> _SUPPLIED INFORMATION_:

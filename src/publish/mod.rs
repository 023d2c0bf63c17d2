// src/publish/mod.rs
//! Outbound side: message rendering and the channel publisher.

pub mod format;
pub mod telegram;

use async_trait::async_trait;

use crate::error::Result;

pub use format::{render_message, OutgoingMessage};
pub use telegram::TelegramPublisher;

#[async_trait]
pub trait Publisher: Send + Sync {
    /// Deliver the message. `Ok` means the channel confirmed every part.
    async fn publish(&self, message: &OutgoingMessage) -> Result<()>;
    fn name(&self) -> &'static str;
}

> _TRY IT_:
Copy the whole listing, word for word.

> _RESPONSE AREA_:
filename src/publish/mod.rs
repository 023d2c0bf63c17d2
// src/publish/mod.rs
//! Outbound side: message rendering and the channel publisher.

pub mod format;
pub mod telegram;

use async_trait::async_trait;

use crate::error::Result;

pub use format::{render_message, OutgoingMessage};
pub use telegram::TelegramPublisher;

#[async_trait]
pub trait Publisher: Send + Sync {
    /// Deliver the message. `Ok` means the channel confirmed every part.
    async fn publish(&self, message: &OutgoingMessage) -> Result<()>;
    fn name(&self) -> &'static str;
}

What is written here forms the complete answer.